Abstract

Sepsis is a leading cause of death for children in the US and worldwide. There is a lack of consensus how sepsis is clinically defined, and sepsis definitions and diagnostic guidelines for the pediatric population have remained unchanged for more than a decade now. Current pediatric definitions are largely based on adult guidelines and expert opinion rather than evidence based on outcomes in the pediatric populations. Without a clear definition of sepsis, it is challenging to evaluate the performance of new laboratory tests on the diagnosis and management of sepsis. This review provides an overview of common etiologies of sepsis in pediatric populations, challenges in defining and diagnosing pediatric sepsis, and current laboratory tests used to identify and monitor sepsis.
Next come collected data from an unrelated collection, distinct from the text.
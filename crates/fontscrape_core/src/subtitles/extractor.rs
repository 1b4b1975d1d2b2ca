//! Font requirement extraction.
//!
//! Two passes over the script:
//! 1. **Styles**: every `Style:` line becomes a candidate requirement. Styles
//!    that no dialogue line uses are pruned.
//! 2. **Dialogue**: every `Dialogue:` line with at least one font override
//!    becomes its own requirement, inheriting whatever the override leaves
//!    untouched from the line's style.

use std::collections::HashSet;
use std::fs;
use std::path::Path;

use super::error::{ParseError, SubtitleError};
use super::parser::{
    parse_dialogue_line, parse_override_tags, parse_style_line, DIALOGUE_PREFIX, STYLE_PREFIX,
};
use super::types::{DialogueRecord, StyleRecord};
use crate::models::{FontRequirement, RequirementOrigin};

/// The font requirements of one subtitle document.
#[derive(Debug, Clone, Default, PartialEq, Eq)]
pub struct SubtitleFonts {
    /// Style requirements (file order) followed by dialogue overrides (line order).
    requirements: Vec<FontRequirement>,
    /// Number of leading style requirements.
    style_count: usize,
}

impl SubtitleFonts {
    /// Load and extract the requirements of a subtitle file.
    pub fn from_file(path: impl AsRef<Path>) -> Result<Self, SubtitleError> {
        let path = path.as_ref();
        let content = fs::read_to_string(path).map_err(|e| SubtitleError::read(path, e))?;
        let fonts = Self::parse(&content).map_err(|e| SubtitleError::parse(path, e))?;

        tracing::debug!(
            "Extracted {} style and {} override font(s) from {}",
            fonts.style_count,
            fonts.override_requirements().len(),
            path.display()
        );
        Ok(fonts)
    }

    /// Extract the requirements of subtitle content.
    pub fn parse(content: &str) -> Result<Self, ParseError> {
        let content = content.strip_prefix('\u{feff}').unwrap_or(content);

        let mut styles: Vec<StyleRecord> = Vec::new();
        let mut dialogues: Vec<DialogueRecord> = Vec::new();

        for (idx, line) in content.lines().enumerate() {
            let line_num = idx + 1;
            if line.starts_with(STYLE_PREFIX) {
                styles.push(parse_style_line(line, line_num)?);
            } else if line.starts_with(DIALOGUE_PREFIX) {
                dialogues.push(parse_dialogue_line(line, line_num)?);
            }
        }

        // Styles pass: keep only the styles some dialogue line uses.
        let used: HashSet<&str> = dialogues.iter().map(|d| d.style.as_str()).collect();
        let styles: Vec<StyleRecord> = styles
            .into_iter()
            .filter(|style| used.contains(style.name.as_str()))
            .collect();

        let mut requirements: Vec<FontRequirement> = styles
            .iter()
            .map(|style| {
                FontRequirement::new(
                    RequirementOrigin::Style(style.name.clone()),
                    style.family.clone(),
                    style.subfamily(),
                )
            })
            .collect();
        let style_count = requirements.len();

        // Dialogue pass.
        for (idx, dialogue) in dialogues.iter().enumerate() {
            let style = styles
                .iter()
                .find(|style| style.name == dialogue.style)
                .ok_or_else(|| ParseError::UnknownStyle {
                    line: dialogue.line,
                    style: dialogue.style.clone(),
                })?;

            let tags = parse_override_tags(&dialogue.text);
            if tags.is_empty() {
                continue;
            }

            let family = tags.family.clone().unwrap_or_else(|| style.family.clone());
            let subfamily = tags.apply(&style.subfamily());
            let origin = RequirementOrigin::Dialogue {
                index: idx + 1,
                line: dialogue.line,
            };
            requirements.push(FontRequirement::new(origin, family, subfamily));
        }

        Ok(Self {
            requirements,
            style_count,
        })
    }

    /// All requirements: used styles first, then dialogue overrides.
    pub fn requirements(&self) -> &[FontRequirement] {
        &self.requirements
    }

    /// Requirements of the styles used by dialogue.
    pub fn style_requirements(&self) -> &[FontRequirement] {
        &self.requirements[..self.style_count]
    }

    /// Requirements of dialogue lines with inline overrides.
    pub fn override_requirements(&self) -> &[FontRequirement] {
        &self.requirements[self.style_count..]
    }

    pub fn len(&self) -> usize {
        self.requirements.len()
    }

    pub fn is_empty(&self) -> bool {
        self.requirements.is_empty()
    }
}

impl<'a> IntoIterator for &'a SubtitleFonts {
    type Item = &'a FontRequirement;
    type IntoIter = std::slice::Iter<'a, FontRequirement>;

    fn into_iter(self) -> Self::IntoIter {
        self.requirements.iter()
    }
}
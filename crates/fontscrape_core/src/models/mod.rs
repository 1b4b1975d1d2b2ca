//! Data models shared by the font library and the subtitle extractor.
//!
//! - Font records built from font file metadata
//! - Font requirements extracted from subtitle scripts
//! - Match results and their ranking

mod font;
mod requirement;
mod result;

pub use font::{Font, FontMetadata};
pub use requirement::{FontRequirement, RequirementOrigin, StyleAttribute, Subfamily};
pub use result::{best_result, compare_results, sort_descending, FontResult};
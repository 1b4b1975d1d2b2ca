//! Subtitle error types.

use std::io;
use std::path::PathBuf;

/// Errors that can occur while loading a subtitle document.
#[derive(Debug, thiserror::Error)]
pub enum SubtitleError {
    /// The subtitle file does not exist.
    #[error("File does not exist: '{path}'")]
    NotFound { path: PathBuf },

    /// The subtitle file exists but cannot be opened.
    #[error("Cannot open the file '{path}': {source}")]
    AccessDenied { path: PathBuf, source: io::Error },

    /// Any other read failure.
    #[error("Failed to read file '{path}': {source}")]
    ReadError { path: PathBuf, source: io::Error },

    /// The file was read but its content is invalid.
    #[error("Failed to parse '{path}': {source}")]
    ParseError { path: PathBuf, source: ParseError },
}

/// Errors that can occur during subtitle parsing.
#[derive(Debug, Clone, PartialEq, Eq, thiserror::Error)]
pub enum ParseError {
    /// Invalid style definition.
    #[error("Invalid style at line {line}: {message}")]
    InvalidStyle { line: usize, message: String },

    /// Invalid dialogue line.
    #[error("Invalid event at line {line}: {message}")]
    InvalidEvent { line: usize, message: String },

    /// A dialogue line names a style that is not defined.
    #[error("Dialogue at line {line} references unknown style '{style}'")]
    UnknownStyle { line: usize, style: String },
}

impl SubtitleError {
    /// Classify an I/O error raised while opening or reading `path`.
    pub fn read(path: impl Into<PathBuf>, source: io::Error) -> Self {
        let path = path.into();
        match source.kind() {
            io::ErrorKind::NotFound => Self::NotFound { path },
            io::ErrorKind::PermissionDenied => Self::AccessDenied { path, source },
            _ => Self::ReadError { path, source },
        }
    }

    /// Attach a path to a parse error.
    pub fn parse(path: impl Into<PathBuf>, source: ParseError) -> Self {
        Self::ParseError {
            path: path.into(),
            source,
        }
    }

    /// Path of the offending document.
    pub fn path(&self) -> &std::path::Path {
        match self {
            Self::NotFound { path }
            | Self::AccessDenied { path, .. }
            | Self::ReadError { path, .. }
            | Self::ParseError { path, .. } => path,
        }
    }
}

impl ParseError {
    /// Create an invalid style error.
    pub fn invalid_style(line: usize, message: impl Into<String>) -> Self {
        Self::InvalidStyle {
            line,
            message: message.into(),
        }
    }

    /// Create an invalid event error.
    pub fn invalid_event(line: usize, message: impl Into<String>) -> Self {
        Self::InvalidEvent {
            line,
            message: message.into(),
        }
    }
}

#[cfg(test)]
mod tests {
    use super::*;

    #[test]
    fn read_errors_are_classified_by_kind() {
        let not_found = SubtitleError::read("a.ssa", io::Error::from(io::ErrorKind::NotFound));
        assert!(matches!(not_found, SubtitleError::NotFound { .. }));
        assert!(not_found.to_string().contains("a.ssa"));

        let denied = SubtitleError::read("b.ssa", io::Error::from(io::ErrorKind::PermissionDenied));
        assert!(matches!(denied, SubtitleError::AccessDenied { .. }));

        let other = SubtitleError::read("c.ssa", io::Error::from(io::ErrorKind::InvalidData));
        assert!(matches!(other, SubtitleError::ReadError { .. }));
        assert_eq!(other.path(), std::path::Path::new("c.ssa"));
    }
}
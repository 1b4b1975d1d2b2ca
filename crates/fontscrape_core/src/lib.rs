//! fontscrape core - subtitle font extraction and fuzzy font matching.
//!
//! This crate contains all matching logic with zero CLI dependencies.
//! Given a directory of font files and one or more SSA/ASS subtitle scripts,
//! it works out which font files the scripts need.
//!
//! # Pipeline
//!
//! subtitle text -> [`subtitles::SubtitleFonts`] -> font requirements ->
//! [`fonts::FontLibrary::resolve`] -> matched fonts, deduplicated by path in
//! [`pipeline::BatchReport`].

pub mod config;
pub mod fonts;
pub mod logging;
pub mod models;
pub mod pipeline;
pub mod subtitles;

/// Returns the crate version.
pub fn version() -> &'static str {
    env!("CARGO_PKG_VERSION")
}

#[cfg(test)]
mod tests {
    use super::*;

    #[test]
    fn version_returns_value() {
        assert!(!version().is_empty());
    }
}
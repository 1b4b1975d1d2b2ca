//! fontscrape - find the font files a subtitle script needs.
//!
//! Usage:
//!   fontscrape match --fonts ./fonts episode01.ass episode02.ass
//!   fontscrape lookup --fonts ./fonts "Gill Sans"
//!   fontscrape init-config fontscrape.toml

use std::env;
use std::path::{Path, PathBuf};
use std::process::ExitCode;

use anyhow::{Context, Result};
use clap::{Parser, Subcommand, ValueEnum};
use serde_json::json;

use fontscrape_core::config::{ConfigManager, Settings};
use fontscrape_core::fonts::{FontLibrary, MatchStrategy, TtfMetadataProvider};
use fontscrape_core::logging::init_tracing;
use fontscrape_core::pipeline::{self, BatchReport};

#[derive(Parser, Debug)]
#[command(
    name = "fontscrape",
    version,
    about = "Match the fonts used by SSA/ASS subtitles against a font directory"
)]
struct Cli {
    /// Increase log verbosity (-v debug, -vv trace)
    #[arg(short, long, action = clap::ArgAction::Count, global = true)]
    verbose: u8,

    #[command(subcommand)]
    command: Command,
}

#[derive(Subcommand, Debug)]
enum Command {
    /// Resolve the fonts required by subtitle files
    Match {
        /// Font directory (overrides the config file)
        #[arg(long)]
        fonts: Option<PathBuf>,

        /// TOML config file
        #[arg(long)]
        config: Option<PathBuf>,

        /// Minimum similarity score (0-100)
        #[arg(long, value_parser = clap::value_parser!(u8).range(0..=100))]
        threshold: Option<u8>,

        /// Matching strategy
        #[arg(long, value_enum)]
        strategy: Option<StrategyArg>,

        /// Never fall back to family-only matches
        #[arg(long, default_value_t = false)]
        no_downgrade: bool,

        /// Print a JSON report instead of font paths
        #[arg(long, default_value_t = false)]
        json: bool,

        /// Subtitle files (default: *.ssa/*.ass in the current directory)
        subtitles: Vec<PathBuf>,
    },

    /// List the library fonts whose family resembles FAMILY
    Lookup {
        /// Font directory
        #[arg(long)]
        fonts: Option<PathBuf>,

        /// Minimum similarity score (0-100)
        #[arg(long, value_parser = clap::value_parser!(u8).range(0..=100))]
        threshold: Option<u8>,

        /// Family name to look up
        family: String,
    },

    /// Write a default config file (an existing one is validated, not overwritten)
    InitConfig {
        /// Destination path
        #[arg(default_value = "fontscrape.toml")]
        path: PathBuf,
    },
}

#[derive(ValueEnum, Clone, Copy, Debug)]
enum StrategyArg {
    FullName,
    Families,
}

impl From<StrategyArg> for MatchStrategy {
    fn from(arg: StrategyArg) -> Self {
        match arg {
            StrategyArg::FullName => MatchStrategy::FullName,
            StrategyArg::Families => MatchStrategy::Families,
        }
    }
}

fn main() -> Result<ExitCode> {
    let cli = Cli::parse();

    match cli.command {
        Command::Match {
            fonts,
            config,
            threshold,
            strategy,
            no_downgrade,
            json,
            subtitles,
        } => {
            let mut settings = load_settings(config.as_deref())?;
            if let Some(dir) = fonts {
                settings.library.font_dir = dir.to_string_lossy().into_owned();
            }
            if let Some(threshold) = threshold {
                settings.matching.threshold = threshold;
            }
            if let Some(strategy) = strategy {
                settings.matching.strategy = strategy.into();
            }
            if no_downgrade {
                settings.matching.downgrade = false;
            }
            start_logging(&settings, cli.verbose);

            let subtitles = if subtitles.is_empty() {
                let cwd = env::current_dir().context("Failed to get current directory")?;
                pipeline::discover_subtitles(&cwd)
                    .with_context(|| format!("Failed to list subtitles in {}", cwd.display()))?
            } else {
                subtitles
            };

            let report = pipeline::run(&settings, &subtitles).with_context(|| {
                format!("Failed to index fonts in {}", settings.library.font_dir)
            })?;

            if json {
                print_json(&report)?;
            } else {
                for font in report.fonts() {
                    println!("{}", font.path().display());
                }
            }

            if report.failed().next().is_some() {
                return Ok(ExitCode::FAILURE);
            }
            Ok(ExitCode::SUCCESS)
        }

        Command::Lookup {
            fonts,
            threshold,
            family,
        } => {
            let mut settings = Settings::default();
            if let Some(dir) = fonts {
                settings.library.font_dir = dir.to_string_lossy().into_owned();
            }
            start_logging(&settings, cli.verbose);

            let library = FontLibrary::build(
                &settings.library.font_dir,
                &TtfMetadataProvider,
                settings.library.metadata_errors,
            )
            .with_context(|| format!("Failed to index fonts in {}", settings.library.font_dir))?
            .with_similarity(Box::new(settings.matching.similarity));

            let threshold = threshold.unwrap_or(settings.matching.threshold);
            for result in library.find_by_family(&family, threshold) {
                println!(
                    "[{:>3}%] {}, {} -> {}",
                    result.family_match_score,
                    result.font.family,
                    result.font.subfamily_display(),
                    result.font.path().display()
                );
            }
            Ok(ExitCode::SUCCESS)
        }

        Command::InitConfig { path } => {
            let existed = path.exists();
            let mut manager = ConfigManager::new(&path);
            manager
                .load_or_create()
                .with_context(|| format!("Failed to initialize config at {}", path.display()))?;
            if existed {
                println!("Config already exists at {}", path.display());
            } else {
                println!("Wrote default config to {}", path.display());
            }
            Ok(ExitCode::SUCCESS)
        }
    }
}

fn load_settings(config: Option<&Path>) -> Result<Settings> {
    let Some(path) = config else {
        return Ok(Settings::default());
    };
    let mut manager = ConfigManager::new(path);
    manager
        .load()
        .with_context(|| format!("Failed to load config from {}", path.display()))?;
    Ok(manager.into_settings())
}

fn start_logging(settings: &Settings, verbose: u8) {
    let mut level = settings.logging.level;
    for _ in 0..verbose {
        level = level.more_verbose();
    }
    init_tracing(level);
}

fn print_json(report: &BatchReport) -> Result<()> {
    let mut documents = Vec::with_capacity(report.documents.len());
    for doc in &report.documents {
        documents.push(json!({
            "path": doc.path,
            "error": doc.error.as_ref().map(|e| e.to_string()),
            "resolved": serde_json::to_value(&doc.resolved)?,
            "unresolved": serde_json::to_value(&doc.unresolved)?,
        }));
    }

    let fonts: Vec<&Path> = report.fonts().into_iter().map(|font| font.path()).collect();
    let output = json!({
        "documents": documents,
        "fonts": fonts,
    });
    println!("{}", serde_json::to_string_pretty(&output)?);
    Ok(())
}
//! Font metadata extraction.
//!
//! Reads the family, subfamily, and full name strings from a font file's
//! `name` table using `ttf-parser`.

use std::fs;
use std::path::Path;

use ttf_parser::{name_id, Face, PlatformId};

use super::error::MetadataError;
use crate::models::FontMetadata;

/// Source of font metadata for library indexing.
pub trait MetadataProvider: Send + Sync {
    /// Extract the name strings of the font at `path`.
    fn extract(&self, path: &Path) -> Result<FontMetadata, MetadataError>;
}

/// Metadata provider for TrueType/OpenType files.
///
/// Only the first face of a file is read.
#[derive(Debug, Clone, Copy, Default)]
pub struct TtfMetadataProvider;

impl MetadataProvider for TtfMetadataProvider {
    fn extract(&self, path: &Path) -> Result<FontMetadata, MetadataError> {
        let data = fs::read(path).map_err(|e| MetadataError::read(path, e))?;
        metadata_from_bytes(&data, path)
    }
}

/// Windows English (United States).
const WINDOWS_ENGLISH_US: u16 = 0x0409;
/// Macintosh English.
const MACINTOSH_ENGLISH: u16 = 0;

/// Parse font data and pick the best names.
///
/// Family and subfamily prefer the WWS names, then the typographic names,
/// then the legacy ones. The full name prefers a family/subfamily pair from
/// the same tier, then the full name record, then the PostScript name.
pub(crate) fn metadata_from_bytes(data: &[u8], path: &Path) -> Result<FontMetadata, MetadataError> {
    let face = Face::parse(data, 0).map_err(|source| MetadataError::Parse {
        path: path.to_path_buf(),
        source,
    })?;

    let family = first_name(&face, &[name_id::WWS_FAMILY, name_id::TYPOGRAPHIC_FAMILY, name_id::FAMILY])
        .ok_or_else(|| missing(path, "family"))?;
    let subfamily = first_name(
        &face,
        &[name_id::WWS_SUBFAMILY, name_id::TYPOGRAPHIC_SUBFAMILY, name_id::SUBFAMILY],
    )
    .ok_or_else(|| missing(path, "subfamily"))?;
    let full_name = best_full_name(&face).ok_or_else(|| missing(path, "full"))?;

    tracing::trace!(
        "Read font names from {}: family={:?} subfamily={:?} full_name={:?}",
        path.display(),
        family,
        subfamily,
        full_name
    );

    Ok(FontMetadata::new(family, subfamily, full_name))
}

fn missing(path: &Path, name: &'static str) -> MetadataError {
    MetadataError::MissingName {
        path: path.to_path_buf(),
        name,
    }
}

fn best_full_name(face: &Face<'_>) -> Option<String> {
    let pairs = [
        (name_id::WWS_FAMILY, name_id::WWS_SUBFAMILY),
        (name_id::TYPOGRAPHIC_FAMILY, name_id::TYPOGRAPHIC_SUBFAMILY),
        (name_id::FAMILY, name_id::SUBFAMILY),
    ];
    for (family_id, subfamily_id) in pairs {
        let (Some(family), Some(subfamily)) = (name(face, family_id), name(face, subfamily_id))
        else {
            continue;
        };
        if subfamily.eq_ignore_ascii_case("regular") {
            return Some(family);
        }
        return Some(format!("{} {}", family, subfamily));
    }
    first_name(face, &[name_id::FULL_NAME, name_id::POST_SCRIPT_NAME])
}

fn first_name(face: &Face<'_>, ids: &[u16]) -> Option<String> {
    ids.iter().find_map(|&id| name(face, id))
}

/// Look up a single name ID, preferring English records.
fn name(face: &Face<'_>, id: u16) -> Option<String> {
    let mut fallback = None;
    for record in face.names() {
        if record.name_id != id {
            continue;
        }
        let Some(value) = record.to_string().filter(|v| !v.trim().is_empty()) else {
            continue;
        };
        let english = match record.platform_id {
            PlatformId::Windows => record.language_id == WINDOWS_ENGLISH_US,
            PlatformId::Macintosh => record.language_id == MACINTOSH_ENGLISH,
            _ => false,
        };
        if english {
            return Some(value);
        }
        fallback.get_or_insert(value);
    }
    fallback
}

#[cfg(test)]
mod tests {
    use super::*;
    use std::io::Write;
    use tempfile::NamedTempFile;

    #[test]
    fn missing_file_is_read_error() {
        let dir = tempfile::tempdir().unwrap();
        let path = dir.path().join("absent.ttf");

        let err = TtfMetadataProvider.extract(&path).unwrap_err();
        assert!(matches!(err, MetadataError::Read { .. }));
        assert_eq!(err.path(), path);
    }

    #[test]
    fn garbage_is_parse_error() {
        let mut file = NamedTempFile::with_suffix(".ttf").unwrap();
        file.write_all(b"definitely not a font").unwrap();

        let err = TtfMetadataProvider.extract(file.path()).unwrap_err();
        assert!(matches!(err, MetadataError::Parse { .. }));
        assert!(err.to_string().contains("Failed to parse font"));
    }

    #[test]
    fn empty_data_is_parse_error() {
        let err = metadata_from_bytes(&[], Path::new("empty.otf")).unwrap_err();
        assert!(matches!(err, MetadataError::Parse { .. }));
    }
}
//! Subtitle font extraction.
//!
//! Turns SSA/ASS script text into the ordered list of font requirements the
//! script actually needs.
//!
//! # Components
//!
//! - **parser**: Fixed-position `Style:`/`Dialogue:` line parsing and inline override tags
//! - **extractor**: Style pruning and dialogue inheritance
//!
//! # Usage
//!
//! ```no_run
//! use fontscrape_core::subtitles::SubtitleFonts;
//!
//! let fonts = SubtitleFonts::from_file("episode01.ssa")?;
//! for requirement in fonts.requirements() {
//!     println!("{}: {} ({})", requirement.origin, requirement.family, requirement.subfamily_display());
//! }
//! # Ok::<(), fontscrape_core::subtitles::SubtitleError>(())
//! ```

mod error;
mod extractor;
pub mod parser;
mod types;

pub use error::{ParseError, SubtitleError};
pub use extractor::SubtitleFonts;
pub use parser::{parse_dialogue_line, parse_override_tags, parse_style_line};
pub use types::{DialogueRecord, OverrideTags, StyleRecord};

/// File extensions recognized as subtitle scripts.
pub const SUBTITLE_EXTENSIONS: [&str; 2] = ["ssa", "ass"];

/// Check whether a path has a recognized subtitle extension.
pub fn is_subtitle_file(path: &std::path::Path) -> bool {
    path.extension()
        .and_then(|ext| ext.to_str())
        .map(|ext| {
            SUBTITLE_EXTENSIONS
                .iter()
                .any(|known| ext.eq_ignore_ascii_case(known))
        })
        .unwrap_or(false)
}

#[cfg(test)]
mod tests {
    use super::*;
    use std::path::Path;

    #[test]
    fn recognizes_subtitle_extensions() {
        assert!(is_subtitle_file(Path::new("a.ssa")));
        assert!(is_subtitle_file(Path::new("b.ASS")));
        assert!(!is_subtitle_file(Path::new("c.srt")));
        assert!(!is_subtitle_file(Path::new("ssa")));
    }
}
//! Match results and their ranking.
//!
//! Results are ranked by `family_match_score * 1000 + subfamily_match_score`,
//! so the family score always dominates. Ranking goes through
//! [`compare_results`]; `FontResult` itself has no ordering.

use std::cmp::Ordering;

use serde::Serialize;

use super::font::Font;

/// Outcome of matching one requirement against one library font.
#[derive(Debug, Clone, Copy, PartialEq, Eq, Serialize)]
pub struct FontResult<'a> {
    /// The matched font.
    pub font: &'a Font,
    /// Confidence of the family (or full name) match, 0-100.
    pub family_match_score: u8,
    /// Confidence of the subfamily match, 0-100.
    pub subfamily_match_score: u8,
    /// The match ignored the requested subfamily.
    pub downgrade: bool,
}

impl<'a> FontResult<'a> {
    pub fn new(font: &'a Font, family_match_score: u8, subfamily_match_score: u8) -> Self {
        Self {
            font,
            family_match_score,
            subfamily_match_score,
            downgrade: false,
        }
    }

    /// Create a result flagged as a downgrade.
    pub fn downgraded(font: &'a Font, family_match_score: u8, subfamily_match_score: u8) -> Self {
        Self {
            downgrade: true,
            ..Self::new(font, family_match_score, subfamily_match_score)
        }
    }

    /// Combined ranking score.
    pub fn total_score(&self) -> u32 {
        u32::from(self.family_match_score) * 1000 + u32::from(self.subfamily_match_score)
    }
}

/// Compare two results by combined score.
pub fn compare_results(a: &FontResult<'_>, b: &FontResult<'_>) -> Ordering {
    a.total_score().cmp(&b.total_score())
}

/// Pick the best result.
///
/// Among equally scored results the last one wins, which is the element a
/// stable ascending sort would leave at the end.
pub fn best_result<'a>(results: impl IntoIterator<Item = FontResult<'a>>) -> Option<FontResult<'a>> {
    results.into_iter().max_by(compare_results)
}

/// Sort results best first. Equal scores keep their original order.
pub fn sort_descending(results: &mut [FontResult<'_>]) {
    results.sort_by(|a, b| compare_results(b, a));
}

#[cfg(test)]
mod tests {
    use super::*;
    use crate::models::FontMetadata;

    fn font(path: &str) -> Font {
        Font::from_metadata(FontMetadata::new("Arial", "Regular", "Arial"), path)
    }

    #[test]
    fn family_score_dominates() {
        let (a, b) = (font("a.ttf"), font("b.ttf"));
        let high_family = FontResult::new(&a, 91, 0);
        let high_subfamily = FontResult::new(&b, 90, 100);

        assert_eq!(compare_results(&high_family, &high_subfamily), Ordering::Greater);
        assert_eq!(high_family.total_score(), 91_000);
        assert_eq!(high_subfamily.total_score(), 90_100);
    }

    #[test]
    fn best_result_prefers_last_of_equal_scores() {
        let (a, b, c) = (font("a.ttf"), font("b.ttf"), font("c.ttf"));
        let results = vec![
            FontResult::new(&a, 95, 10),
            FontResult::new(&b, 95, 10),
            FontResult::new(&c, 80, 100),
        ];

        let best = best_result(results).unwrap();
        assert_eq!(best.font.path(), b.path());
    }

    #[test]
    fn best_result_of_nothing_is_none() {
        assert!(best_result(Vec::new()).is_none());
    }

    #[test]
    fn sort_descending_is_stable() {
        let (a, b, c) = (font("a.ttf"), font("b.ttf"), font("c.ttf"));
        let mut results = vec![
            FontResult::new(&a, 90, 0),
            FontResult::new(&b, 100, 0),
            FontResult::new(&c, 90, 0),
        ];

        sort_descending(&mut results);

        let order: Vec<_> = results.iter().map(|r| r.font.path().to_owned()).collect();
        assert_eq!(order, vec![b.path, a.path, c.path]);
    }

    #[test]
    fn downgraded_sets_flag() {
        let a = font("a.ttf");
        let result = FontResult::downgraded(&a, 92, 0);
        assert!(result.downgrade);
        assert!(!FontResult::new(&a, 92, 0).downgrade);
    }
}
//! Font library indexing and fuzzy font resolution.
//!
//! # Components
//!
//! - **similarity**: Pluggable string similarity scoring (0-100)
//! - **metadata**: Reading family/subfamily/full names from font files
//! - **library**: The font library index and the layered matching strategies
//!
//! # Usage
//!
//! ```no_run
//! use fontscrape_core::fonts::{FontLibrary, MatchOptions};
//! use fontscrape_core::models::{FontRequirement, RequirementOrigin, StyleAttribute};
//!
//! let library = FontLibrary::open("fonts")?;
//! let requirement = FontRequirement::new(
//!     RequirementOrigin::Style("Default".into()),
//!     "Arial",
//!     [StyleAttribute::Bold],
//! );
//! if let Some(result) = library.resolve(&requirement, &MatchOptions::default()) {
//!     println!("{}", result.font.path().display());
//! }
//! # Ok::<(), fontscrape_core::fonts::LibraryError>(())
//! ```

mod error;
mod library;
mod metadata;
mod similarity;

pub use error::{LibraryError, MetadataError};
pub use library::{
    is_font_file, FontLibrary, MatchOptions, MatchStrategy, MetadataErrorPolicy, FONT_EXTENSIONS,
};
pub use metadata::{MetadataProvider, TtfMetadataProvider};
pub use similarity::{Similarity, SimilarityAlgorithm};
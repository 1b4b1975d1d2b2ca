//! String similarity scoring.
//!
//! Font names typed into subtitle scripts rarely match the embedded font
//! metadata exactly, so every comparison goes through a normalized score in
//! the range 0-100 (100 = identical). Scores are case-sensitive; callers
//! lowercase first when they want case-insensitive matching.

use std::fmt;

use serde::{Deserialize, Serialize};

/// A normalized string similarity measure.
pub trait Similarity: Send + Sync + fmt::Debug {
    /// Score the similarity of two strings, 0-100.
    ///
    /// Must be symmetric and deterministic.
    fn similarity(&self, a: &str, b: &str) -> u8;
}

/// Built-in similarity measures backed by `strsim`.
#[derive(Debug, Clone, Copy, PartialEq, Eq, Default, Serialize, Deserialize)]
#[serde(rename_all = "snake_case")]
pub enum SimilarityAlgorithm {
    /// Normalized Levenshtein edit distance.
    #[default]
    Levenshtein,
    /// Normalized Damerau-Levenshtein (transpositions count as one edit).
    DamerauLevenshtein,
    /// Jaro-Winkler (favours common prefixes).
    JaroWinkler,
    /// Sorensen-Dice over character bigrams.
    SorensenDice,
}

impl SimilarityAlgorithm {
    fn ratio(&self, a: &str, b: &str) -> f64 {
        match self {
            Self::Levenshtein => strsim::normalized_levenshtein(a, b),
            Self::DamerauLevenshtein => strsim::normalized_damerau_levenshtein(a, b),
            Self::JaroWinkler => strsim::jaro_winkler(a, b),
            Self::SorensenDice => strsim::sorensen_dice(a, b),
        }
    }
}

impl Similarity for SimilarityAlgorithm {
    fn similarity(&self, a: &str, b: &str) -> u8 {
        if a == b {
            return 100;
        }
        to_score(self.ratio(a, b))
    }
}

impl fmt::Display for SimilarityAlgorithm {
    fn fmt(&self, f: &mut fmt::Formatter<'_>) -> fmt::Result {
        match self {
            Self::Levenshtein => write!(f, "levenshtein"),
            Self::DamerauLevenshtein => write!(f, "damerau_levenshtein"),
            Self::JaroWinkler => write!(f, "jaro_winkler"),
            Self::SorensenDice => write!(f, "sorensen_dice"),
        }
    }
}

/// Convert a 0.0-1.0 ratio into a rounded 0-100 score.
fn to_score(ratio: f64) -> u8 {
    (ratio.clamp(0.0, 1.0) * 100.0).round() as u8
}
Strengths and limitations of emerging diagnostic strategies will also be discussed. Currently there is no single biomarker that can accurately diagnose or predict sepsis. Current biomarkers such as C-reactive protein and lactate are neither sensitive nor specific for diagnosing sepsis. New biomarkers and rapid pathogen identification assays are much needed. Procalcitonin, although having some limitations, has emerged as a biomarker with demonstrated utility in management of sepsis in adults. Parallel studies analyzing the utility of procalcitonin in pediatric populations are lagging but have shown potential to affect sepsis care in pediatric populations. Multibiomarker approaches and stepwise algorithms show promise in the management of pediatric sepsis. However, a major hurdle is the lack of validated clinical criteria for classification of pediatric sepsis, which is necessary for the development of well-designed studies that can assess the clinical impact of these emerging biomarkers.